Comment je suis passée de DA Web en agence à Webdesigner à mon compte, par Sarah Berrier

Wooden desk in a graphic designer office with some color swatches, headphones and a cup of coffee seen from above

Pendant des années, j’ai été webdesigner en entreprise et en agence. En 2011, j’ai eu envie de me lancer. Récit des différentes étapes qui m’ont permis d’être aujourd’hui à mon compte :

Avant de se lancer

1) L’expérience, le réseau
Très important : faire ses armes en entreprise avant de se lancer.
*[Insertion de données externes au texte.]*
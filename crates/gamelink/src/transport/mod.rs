//! Transport capability consumed by the RPC client.
//!
//! The client never talks to the network directly. It asks a [`Transport`] to
//! dial a node, then drives the resulting [`Connection`] with unary calls and
//! bidirectional [`EnvelopeStream`]s. Deadlines and request-scoped metadata
//! ride on the [`tonic::Request`] / [`MetadataMap`] handed to the connection.
//!
//! - [`grpc`] - The production transport over tonic channels.
//! - `mock` - A scripted in-memory transport for tests.

use core::future::Future;
use gamelink_core::{Result, proto::GameMsg};
use tonic::{Request, Status, metadata::MetadataMap};

pub mod grpc;
#[cfg(test)]
pub(crate) mod mock;

/// Dials nodes.
pub trait Transport: Send + Sync + 'static {
    type Conn: Connection;

    /// Establish a connection to `addr`. `node` is only used for diagnostics.
    ///
    /// # Errors
    ///
    /// Returns [`gamelink_core::Error::Dial`] when the connection cannot be
    /// established.
    fn dial(&self, node: &str, addr: &str) -> impl Future<Output = Result<Self::Conn>> + Send;
}

/// A live, shareable connection to one node.
///
/// Clones refer to the same underlying connection.
pub trait Connection: Clone + Send + Sync + 'static {
    type Stream: EnvelopeStream;

    /// Send one envelope and wait for one reply.
    fn unary(
        &self,
        request: Request<GameMsg>,
    ) -> impl Future<Output = core::result::Result<GameMsg, Status>> + Send;

    /// Open a bidirectional stream. `metadata` is sent as request headers and
    /// stays attached for the lifetime of the stream.
    fn open_stream(
        &self,
        metadata: MetadataMap,
    ) -> impl Future<Output = core::result::Result<Self::Stream, Status>> + Send;
}

/// One open bidirectional envelope stream.
pub trait EnvelopeStream: Send + 'static {
    /// Queue one envelope for the peer.
    fn send(&mut self, msg: GameMsg) -> impl Future<Output = core::result::Result<(), Status>> + Send;

    /// Wait for the next envelope from the peer.
    fn recv(&mut self) -> impl Future<Output = core::result::Result<GameMsg, Status>> + Send;

    /// Half-close the outgoing side; the peer observes end of stream.
    fn close_send(&mut self);
}
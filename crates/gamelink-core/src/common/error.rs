//! Error types for the cluster RPC runtime.
//!
//! This module defines the central `Error` enum, which captures every failure a
//! caller of the RPC client or the task pool can observe. Errors are returned
//! to the immediate caller unchanged; nothing in the runtime retries, swallows
//! or re-classifies them. It implements `From<Error>` for `tonic::Status` so a
//! hosting service can forward a downstream failure to its own client with an
//! appropriate status code.
//!
//! ## Error Cases
//! - `Config`: Unknown node, malformed service table or invalid client/pool
//!   settings.
//! - `Dial`: The transport failed to establish a connection to a node.
//! - `Encode` / `Decode`: The payload codec rejected a request or reply.
//! - `Transport`: The call or stream failed at the network layer, including
//!   deadline expiry.
//! - `Remote`: The callee answered with a non-empty `error` field.
//! - `NotFound`: Unknown service name or protocol number.
//! - `Closed`: A job was submitted to a task pool that has been closed.

use tonic::{Code, Status};

pub type Result<T> = core::result::Result<T, Error>;

/// Unified error type for the cluster RPC runtime.
#[derive(thiserror::Error, Debug)]
pub enum Error {
    /// Invalid configuration (unknown node, malformed service entry, ...).
    #[error("Config error: {reason}")]
    Config { reason: String },

    /// Establishing a connection to `node` at `addr` failed.
    #[error("Dial error: node {node} ({addr}): {source}")]
    Dial {
        node: String,
        addr: String,
        #[source]
        source: tonic::transport::Error,
    },

    /// The request payload could not be serialized.
    #[error("Encode error: {reason}")]
    Encode { reason: String },

    /// The reply payload could not be deserialized into the reply target.
    #[error("Decode error: {reason}")]
    Decode { reason: String },

    /// The call or stream failed at the network layer.
    #[error("Transport error: {0}")]
    Transport(#[from] Status),

    /// The remote service reported a logical failure.
    #[error("Remote error: {message}")]
    Remote { message: String },

    /// No registry entry matched the lookup.
    #[error("Not found: {what}")]
    NotFound { what: String },

    /// The task pool no longer accepts jobs.
    #[error("Task pool is closed")]
    Closed,
}

impl Error {
    /// Returns `true` when the call was abandoned because its deadline
    /// elapsed.
    pub fn is_deadline_exceeded(&self) -> bool {
        matches!(self, Self::Transport(status) if status.code() == Code::DeadlineExceeded)
    }

    /// Short, stable label for the error kind. Used for log fields and metric
    /// attributes.
    pub const fn kind(&self) -> &'static str {
        match self {
            Self::Config { .. } => "config",
            Self::Dial { .. } => "dial",
            Self::Encode { .. } => "encode",
            Self::Decode { .. } => "decode",
            Self::Transport(_) => "transport",
            Self::Remote { .. } => "remote",
            Self::NotFound { .. } => "not_found",
            Self::Closed => "closed",
        }
    }
}

impl From<Error> for Status {
    fn from(err: Error) -> Self {
        match err {
            Error::Config { reason } => Status::failed_precondition(reason),
            Error::Dial { node, addr, source } => {
                Status::unavailable(format!("Dial {node} ({addr}) failed: {source}"))
            }
            Error::Encode { reason } => Status::invalid_argument(reason),
            Error::Decode { reason } => Status::internal(format!("Decode error: {reason}")),
            Error::Transport(status) => status,
            Error::Remote { message } => Status::unknown(message),
            Error::NotFound { what } => Status::not_found(what),
            Error::Closed => Status::unavailable("Task pool is closed"),
        }
    }
}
Cela permet d’être en accord avec le monde professionnel qui nous attend, connaître ses codes etc.
Mais surtout se constituer un réseau de collègues : commerciaux, patrons, clients… autant de personnes qui représentent à eux seuls de potentiels futurs clients, ou de précieuses recommandations.

2) Définir son activité, jauger la concurrence
Qu’est ce que je veux faire de mes journées ? Quelles sont les prestations que je souhaite proposer à mes clients ?
Je me suis alors créé une liste (pour moi ça a été simple, étant déjà spécialisée) : Création de sites web, de jeux-concours, de newsletter et de bannières.

Pour chacune des prestations, je me suis « chronométrée » pour en sortir une moyenne, et j’ai demandé des devis à mes principaux concurrents, pour avoir un aperçu des prix du marché. Cette étape est très importante pour fixer ses prix au plus juste.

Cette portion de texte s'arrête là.